----- Given records -----
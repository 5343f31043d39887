use chrono::{NaiveDate, NaiveDateTime};
use serde::{Deserialize, Serialize};
use uuid::Uuid;

#[derive(Debug, Clone, Serialize, Deserialize)]
#[serde(rename_all = "camelCase")]
pub struct Appointment {
    pub id: Uuid,
    pub date: NaiveDate,
    /// Time of day as entered by the user, "HH:MM" or "HH:MM:SS".
    pub time: Option<String>,
    pub doctor_id: Uuid,
    /// Free-form category tag ("checkup", "surgery", ...).
    #[serde(rename = "type")]
    pub appointment_type: String,
    pub reason: String,
    pub findings: Option<String>,
    pub diagnosis: Option<String>,
    #[serde(default)]
    pub recommendations: Vec<String>,
    pub notes: Option<String>,
    pub follow_up_date: Option<NaiveDate>,
    #[serde(default)]
    pub document_ids: Vec<Uuid>,
    pub created_at: NaiveDateTime,
    pub updated_at: NaiveDateTime,
}
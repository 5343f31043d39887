use chrono::NaiveDate;
use serde::{Deserialize, Serialize};
use uuid::Uuid;

use crate::models::{Appointment, Document, EntryKind, Medication, Severity, StatusEntry};

/// A single event on the timeline — unified across the four dated record
/// collections. Identity is (kind, id): ids are only unique within a kind.
#[derive(Debug, Clone, Serialize, Deserialize)]
#[serde(rename_all = "camelCase")]
pub struct TimelineEntry {
    pub id: Uuid,
    pub kind: EntryKind,
    /// Anchor date of the source record (appointment date, medication
    /// start date, status date, document date).
    pub date: NaiveDate,
    /// Time of day as entered by the user, when the source record has one.
    pub time: Option<String>,
    pub title: String,
    pub summary: String,
    /// Pain-derived bucket; only status entries carry one.
    pub severity: Option<Severity>,
    pub related: RelatedRecords,
    pub details: EntryDetails,
}

/// Cross-references carried by an entry for filtering and navigation.
#[derive(Debug, Clone, Default, Serialize, Deserialize)]
#[serde(rename_all = "camelCase")]
pub struct RelatedRecords {
    pub doctor_id: Option<Uuid>,
    pub appointment_id: Option<Uuid>,
    pub medication_id: Option<Uuid>,
    #[serde(default)]
    pub document_ids: Vec<Uuid>,
}

/// Kind-specific payload: the full source record, plus the resolved
/// doctor display name for kinds that reference one. Consumers
/// pattern-match instead of probing an untyped field bag.
#[derive(Debug, Clone, Serialize, Deserialize)]
#[serde(tag = "kind", rename_all = "lowercase")]
pub enum EntryDetails {
    #[serde(rename_all = "camelCase")]
    Appointment {
        record: Appointment,
        doctor_name: Option<String>,
    },
    #[serde(rename_all = "camelCase")]
    Medication {
        record: Medication,
        doctor_name: Option<String>,
    },
    Status { record: StatusEntry },
    #[serde(rename_all = "camelCase")]
    Document {
        record: Document,
        doctor_name: Option<String>,
    },
}

impl TimelineEntry {
    /// Pain level of the underlying record; kinds without one return None.
    pub fn pain_level(&self) -> Option<u8> {
        match &self.details {
            EntryDetails::Status { record } => Some(record.pain_level),
            _ => None,
        }
    }

    /// Resolved doctor display name, for kinds that reference one.
    pub fn doctor_name(&self) -> Option<&str> {
        match &self.details {
            EntryDetails::Appointment { doctor_name, .. }
            | EntryDetails::Medication { doctor_name, .. }
            | EntryDetails::Document { doctor_name, .. } => doctor_name.as_deref(),
            EntryDetails::Status { .. } => None,
        }
    }
}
-----
# What the exercise asks
Every record should be retyped so that it matches the original exactly.

# Response to this exercise
repository 5343f31043d39887
use chrono::{NaiveDate, NaiveDateTime};
use serde::{Deserialize, Serialize};
use uuid::Uuid;

#[derive(Debug, Clone, Serialize, Deserialize)]
#[serde(rename_all = "camelCase")]
pub struct Appointment {
    pub id: Uuid,
    pub date: NaiveDate,
    /// Time of day as entered by the user, "HH:MM" or "HH:MM:SS".
    pub time: Option<String>,
    pub doctor_id: Uuid,
    /// Free-form category tag ("checkup", "surgery", ...).
    #[serde(rename = "type")]
    pub appointment_type: String,
    pub reason: String,
    pub findings: Option<String>,
    pub diagnosis: Option<String>,
    #[serde(default)]
    pub recommendations: Vec<String>,
    pub notes: Option<String>,
    pub follow_up_date: Option<NaiveDate>,
    #[serde(default)]
    pub document_ids: Vec<Uuid>,
    pub created_at: NaiveDateTime,
    pub updated_at: NaiveDateTime,
}
repository 5343f31043d39887
use chrono::NaiveDate;
use serde::{Deserialize, Serialize};
use uuid::Uuid;

use crate::models::{Appointment, Document, EntryKind, Medication, Severity, StatusEntry};

/// A single event on the timeline — unified across the four dated record
/// collections. Identity is (kind, id): ids are only unique within a kind.
#[derive(Debug, Clone, Serialize, Deserialize)]
#[serde(rename_all = "camelCase")]
pub struct TimelineEntry {
    pub id: Uuid,
    pub kind: EntryKind,
    /// Anchor date of the source record (appointment date, medication
    /// start date, status date, document date).
    pub date: NaiveDate,
    /// Time of day as entered by the user, when the source record has one.
    pub time: Option<String>,
    pub title: String,
    pub summary: String,
    /// Pain-derived bucket; only status entries carry one.
    pub severity: Option<Severity>,
    pub related: RelatedRecords,
    pub details: EntryDetails,
}

/// Cross-references carried by an entry for filtering and navigation.
#[derive(Debug, Clone, Default, Serialize, Deserialize)]
#[serde(rename_all = "camelCase")]
pub struct RelatedRecords {
    pub doctor_id: Option<Uuid>,
    pub appointment_id: Option<Uuid>,
    pub medication_id: Option<Uuid>,
    #[serde(default)]
    pub document_ids: Vec<Uuid>,
}

/// Kind-specific payload: the full source record, plus the resolved
/// doctor display name for kinds that reference one. Consumers
/// pattern-match instead of probing an untyped field bag.
#[derive(Debug, Clone, Serialize, Deserialize)]
#[serde(tag = "kind", rename_all = "lowercase")]
pub enum EntryDetails {
    #[serde(rename_all = "camelCase")]
    Appointment {
        record: Appointment,
        doctor_name: Option<String>,
    },
    #[serde(rename_all = "camelCase")]
    Medication {
        record: Medication,
        doctor_name: Option<String>,
    },
    Status { record: StatusEntry },
    #[serde(rename_all = "camelCase")]
    Document {
        record: Document,
        doctor_name: Option<String>,
    },
}

impl TimelineEntry {
    /// Pain level of the underlying record; kinds without one return None.
    pub fn pain_level(&self) -> Option<u8> {
        match &self.details {
            EntryDetails::Status { record } => Some(record.pain_level),
            _ => None,
        }
    }

    /// Resolved doctor display name, for kinds that reference one.
    pub fn doctor_name(&self) -> Option<&str> {
        match &self.details {
            EntryDetails::Appointment { doctor_name, .. }
            | EntryDetails::Medication { doctor_name, .. }
            | EntryDetails::Document { doctor_name, .. } => doctor_name.as_deref(),
            EntryDetails::Status { .. } => None,
        }
    }
}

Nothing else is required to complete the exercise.